Top of RECORDED DATA

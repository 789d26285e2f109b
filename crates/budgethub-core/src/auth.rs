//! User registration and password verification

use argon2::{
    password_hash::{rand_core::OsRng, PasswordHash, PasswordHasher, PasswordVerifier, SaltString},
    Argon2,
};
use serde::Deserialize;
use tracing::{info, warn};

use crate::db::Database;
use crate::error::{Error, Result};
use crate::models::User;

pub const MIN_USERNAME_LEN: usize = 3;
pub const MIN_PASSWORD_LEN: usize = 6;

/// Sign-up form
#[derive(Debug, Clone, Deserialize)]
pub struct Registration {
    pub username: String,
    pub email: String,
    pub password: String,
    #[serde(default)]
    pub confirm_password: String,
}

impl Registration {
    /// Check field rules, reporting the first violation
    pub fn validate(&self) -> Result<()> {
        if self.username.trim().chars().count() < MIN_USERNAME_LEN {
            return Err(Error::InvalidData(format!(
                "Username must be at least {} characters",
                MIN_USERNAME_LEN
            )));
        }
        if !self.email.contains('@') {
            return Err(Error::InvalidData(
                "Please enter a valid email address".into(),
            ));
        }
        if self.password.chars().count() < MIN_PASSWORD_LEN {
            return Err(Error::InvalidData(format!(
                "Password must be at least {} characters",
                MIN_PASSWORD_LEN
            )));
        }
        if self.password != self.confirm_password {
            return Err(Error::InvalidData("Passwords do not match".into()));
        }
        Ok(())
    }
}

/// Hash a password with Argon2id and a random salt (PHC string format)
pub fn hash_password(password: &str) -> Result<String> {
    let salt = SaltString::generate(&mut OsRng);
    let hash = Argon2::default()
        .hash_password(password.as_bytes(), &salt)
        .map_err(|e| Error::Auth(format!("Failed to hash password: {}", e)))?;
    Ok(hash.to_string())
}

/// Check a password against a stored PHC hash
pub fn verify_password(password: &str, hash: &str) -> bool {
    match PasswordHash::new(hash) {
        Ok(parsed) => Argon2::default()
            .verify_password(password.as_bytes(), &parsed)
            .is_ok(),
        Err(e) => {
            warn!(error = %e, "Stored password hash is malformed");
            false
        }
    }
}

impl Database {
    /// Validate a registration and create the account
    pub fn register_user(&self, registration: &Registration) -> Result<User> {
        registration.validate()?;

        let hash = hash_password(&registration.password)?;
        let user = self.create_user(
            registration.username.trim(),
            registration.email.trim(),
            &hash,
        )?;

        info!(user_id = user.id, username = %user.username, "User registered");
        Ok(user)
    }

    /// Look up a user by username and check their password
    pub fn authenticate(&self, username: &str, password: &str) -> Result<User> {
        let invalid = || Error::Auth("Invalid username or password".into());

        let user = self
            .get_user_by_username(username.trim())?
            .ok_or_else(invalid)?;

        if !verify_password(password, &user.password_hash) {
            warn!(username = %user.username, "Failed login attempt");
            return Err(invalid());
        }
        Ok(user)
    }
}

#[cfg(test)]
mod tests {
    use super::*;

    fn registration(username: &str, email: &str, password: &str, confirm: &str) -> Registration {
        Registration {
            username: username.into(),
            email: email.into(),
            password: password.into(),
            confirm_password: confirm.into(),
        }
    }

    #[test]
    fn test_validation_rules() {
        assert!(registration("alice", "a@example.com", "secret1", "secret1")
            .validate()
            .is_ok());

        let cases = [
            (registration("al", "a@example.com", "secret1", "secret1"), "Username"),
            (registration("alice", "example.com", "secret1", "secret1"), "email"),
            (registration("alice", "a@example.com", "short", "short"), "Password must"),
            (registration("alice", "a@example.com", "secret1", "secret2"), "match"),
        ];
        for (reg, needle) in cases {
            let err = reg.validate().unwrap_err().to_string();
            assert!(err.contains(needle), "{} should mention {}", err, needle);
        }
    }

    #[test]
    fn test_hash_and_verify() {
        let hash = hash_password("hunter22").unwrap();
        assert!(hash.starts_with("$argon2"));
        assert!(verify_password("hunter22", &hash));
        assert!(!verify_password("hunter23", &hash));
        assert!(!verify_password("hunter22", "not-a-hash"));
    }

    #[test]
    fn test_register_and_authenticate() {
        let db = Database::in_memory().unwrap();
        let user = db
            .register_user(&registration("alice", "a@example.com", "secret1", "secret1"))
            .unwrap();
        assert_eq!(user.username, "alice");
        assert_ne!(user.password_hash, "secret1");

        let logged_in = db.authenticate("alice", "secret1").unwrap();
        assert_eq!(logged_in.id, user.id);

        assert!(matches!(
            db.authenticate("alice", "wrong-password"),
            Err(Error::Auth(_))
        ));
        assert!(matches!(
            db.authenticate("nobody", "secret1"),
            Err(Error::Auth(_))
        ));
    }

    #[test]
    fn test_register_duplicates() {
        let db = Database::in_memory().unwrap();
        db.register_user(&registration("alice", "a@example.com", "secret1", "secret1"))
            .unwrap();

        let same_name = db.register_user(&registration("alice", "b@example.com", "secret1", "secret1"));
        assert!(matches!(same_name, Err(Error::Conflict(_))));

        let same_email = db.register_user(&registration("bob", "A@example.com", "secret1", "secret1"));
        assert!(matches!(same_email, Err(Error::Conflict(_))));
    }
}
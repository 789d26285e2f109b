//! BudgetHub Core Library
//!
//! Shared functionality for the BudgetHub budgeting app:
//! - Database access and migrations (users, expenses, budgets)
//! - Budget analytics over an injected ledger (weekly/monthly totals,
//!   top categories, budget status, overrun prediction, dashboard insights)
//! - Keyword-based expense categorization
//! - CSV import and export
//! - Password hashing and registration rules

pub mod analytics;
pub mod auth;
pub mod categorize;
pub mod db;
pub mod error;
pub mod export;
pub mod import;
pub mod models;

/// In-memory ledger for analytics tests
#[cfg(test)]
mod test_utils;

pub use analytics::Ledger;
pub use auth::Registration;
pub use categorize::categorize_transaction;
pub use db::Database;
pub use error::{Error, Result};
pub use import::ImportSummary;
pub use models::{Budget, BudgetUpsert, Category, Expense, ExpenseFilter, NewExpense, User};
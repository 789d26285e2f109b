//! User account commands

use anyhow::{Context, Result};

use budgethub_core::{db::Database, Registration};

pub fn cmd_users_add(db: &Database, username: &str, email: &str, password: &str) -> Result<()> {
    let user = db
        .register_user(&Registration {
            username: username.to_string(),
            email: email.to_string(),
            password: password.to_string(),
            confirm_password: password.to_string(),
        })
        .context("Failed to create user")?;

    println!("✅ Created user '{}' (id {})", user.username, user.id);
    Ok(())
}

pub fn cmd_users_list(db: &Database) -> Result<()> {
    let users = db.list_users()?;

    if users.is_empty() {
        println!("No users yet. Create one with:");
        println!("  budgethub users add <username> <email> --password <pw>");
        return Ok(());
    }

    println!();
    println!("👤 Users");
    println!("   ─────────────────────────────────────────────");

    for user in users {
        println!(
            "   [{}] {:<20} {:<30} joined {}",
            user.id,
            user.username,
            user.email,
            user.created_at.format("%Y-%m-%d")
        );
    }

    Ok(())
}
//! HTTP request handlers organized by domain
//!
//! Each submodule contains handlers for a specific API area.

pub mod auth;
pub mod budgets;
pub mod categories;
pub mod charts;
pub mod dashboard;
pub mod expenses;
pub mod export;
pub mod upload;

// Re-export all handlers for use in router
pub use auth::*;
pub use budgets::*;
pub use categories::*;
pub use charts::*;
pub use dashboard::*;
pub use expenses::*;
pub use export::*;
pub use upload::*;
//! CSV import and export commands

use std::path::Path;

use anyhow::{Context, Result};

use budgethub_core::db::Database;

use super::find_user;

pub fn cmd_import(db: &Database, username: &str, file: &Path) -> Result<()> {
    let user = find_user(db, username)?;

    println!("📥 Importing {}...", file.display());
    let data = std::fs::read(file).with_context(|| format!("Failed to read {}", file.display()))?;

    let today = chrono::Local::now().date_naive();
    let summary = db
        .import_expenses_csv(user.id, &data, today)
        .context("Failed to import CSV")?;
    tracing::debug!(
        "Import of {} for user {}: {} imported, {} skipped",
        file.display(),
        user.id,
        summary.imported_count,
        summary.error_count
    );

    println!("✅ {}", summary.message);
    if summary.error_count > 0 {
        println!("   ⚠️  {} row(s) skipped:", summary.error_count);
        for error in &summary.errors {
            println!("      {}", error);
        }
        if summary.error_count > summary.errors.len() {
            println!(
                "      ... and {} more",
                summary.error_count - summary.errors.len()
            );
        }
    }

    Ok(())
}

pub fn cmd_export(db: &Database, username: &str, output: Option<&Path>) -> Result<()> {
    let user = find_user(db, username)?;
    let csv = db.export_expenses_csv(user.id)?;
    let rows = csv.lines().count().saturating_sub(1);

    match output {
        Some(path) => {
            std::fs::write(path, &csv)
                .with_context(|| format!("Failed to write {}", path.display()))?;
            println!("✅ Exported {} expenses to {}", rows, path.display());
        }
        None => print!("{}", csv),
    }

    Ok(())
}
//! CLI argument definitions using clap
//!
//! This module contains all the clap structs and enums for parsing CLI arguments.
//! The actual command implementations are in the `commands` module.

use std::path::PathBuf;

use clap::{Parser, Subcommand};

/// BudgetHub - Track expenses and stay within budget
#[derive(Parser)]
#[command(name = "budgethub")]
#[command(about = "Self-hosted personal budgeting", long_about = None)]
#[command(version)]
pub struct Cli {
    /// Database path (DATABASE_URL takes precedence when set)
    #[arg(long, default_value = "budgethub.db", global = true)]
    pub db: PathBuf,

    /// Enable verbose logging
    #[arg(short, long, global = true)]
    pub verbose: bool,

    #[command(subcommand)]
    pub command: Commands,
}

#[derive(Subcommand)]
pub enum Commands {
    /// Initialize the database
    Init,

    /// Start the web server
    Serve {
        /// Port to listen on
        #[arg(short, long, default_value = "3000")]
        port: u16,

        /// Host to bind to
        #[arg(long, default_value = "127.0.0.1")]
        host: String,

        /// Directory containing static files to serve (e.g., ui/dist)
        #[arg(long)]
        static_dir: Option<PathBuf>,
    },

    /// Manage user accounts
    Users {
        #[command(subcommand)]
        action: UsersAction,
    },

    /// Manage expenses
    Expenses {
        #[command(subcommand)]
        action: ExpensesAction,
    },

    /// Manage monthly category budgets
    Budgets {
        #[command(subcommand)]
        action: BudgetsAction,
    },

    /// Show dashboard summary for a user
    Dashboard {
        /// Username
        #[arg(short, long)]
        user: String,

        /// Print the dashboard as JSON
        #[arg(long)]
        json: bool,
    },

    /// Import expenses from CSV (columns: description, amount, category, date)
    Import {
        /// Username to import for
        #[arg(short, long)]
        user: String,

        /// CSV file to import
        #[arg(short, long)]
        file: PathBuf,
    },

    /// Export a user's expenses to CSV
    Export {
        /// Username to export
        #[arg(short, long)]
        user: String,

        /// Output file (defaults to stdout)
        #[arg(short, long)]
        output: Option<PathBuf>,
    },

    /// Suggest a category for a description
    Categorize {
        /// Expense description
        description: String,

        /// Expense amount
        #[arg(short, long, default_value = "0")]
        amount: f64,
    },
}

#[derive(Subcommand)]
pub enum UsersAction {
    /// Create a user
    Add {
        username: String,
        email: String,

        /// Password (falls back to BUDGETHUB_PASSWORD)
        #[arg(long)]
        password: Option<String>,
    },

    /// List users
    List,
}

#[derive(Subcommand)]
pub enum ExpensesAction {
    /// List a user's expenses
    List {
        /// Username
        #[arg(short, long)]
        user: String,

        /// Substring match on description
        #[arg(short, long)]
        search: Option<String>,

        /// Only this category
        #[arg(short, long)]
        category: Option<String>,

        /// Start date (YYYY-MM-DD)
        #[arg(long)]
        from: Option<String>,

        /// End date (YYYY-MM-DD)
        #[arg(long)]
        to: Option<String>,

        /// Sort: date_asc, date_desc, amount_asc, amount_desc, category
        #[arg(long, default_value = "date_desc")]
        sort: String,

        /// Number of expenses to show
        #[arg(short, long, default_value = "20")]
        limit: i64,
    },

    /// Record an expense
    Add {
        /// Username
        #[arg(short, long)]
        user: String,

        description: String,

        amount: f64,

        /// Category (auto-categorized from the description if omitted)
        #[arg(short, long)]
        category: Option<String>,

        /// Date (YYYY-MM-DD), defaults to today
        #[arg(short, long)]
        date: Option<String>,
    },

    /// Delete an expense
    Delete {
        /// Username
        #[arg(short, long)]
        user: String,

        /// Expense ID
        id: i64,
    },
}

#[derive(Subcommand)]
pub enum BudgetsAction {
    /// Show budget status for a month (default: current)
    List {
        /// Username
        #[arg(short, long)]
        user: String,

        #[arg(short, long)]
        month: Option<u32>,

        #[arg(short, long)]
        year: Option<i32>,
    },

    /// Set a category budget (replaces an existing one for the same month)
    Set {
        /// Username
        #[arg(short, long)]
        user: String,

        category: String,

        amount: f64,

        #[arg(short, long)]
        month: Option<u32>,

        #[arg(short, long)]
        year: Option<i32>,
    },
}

Bottom of RECORDED DATA

### WHAT TO DO
Every line above that holds the word "contains" is to be found and copied.

### OUTPUT BELOW
        if !self.email.contains('@') {
            assert!(err.contains(needle), "{} should mention {}", err, needle);
//! Each submodule contains handlers for a specific API area.
//! This module contains all the clap structs and enums for parsing CLI arguments.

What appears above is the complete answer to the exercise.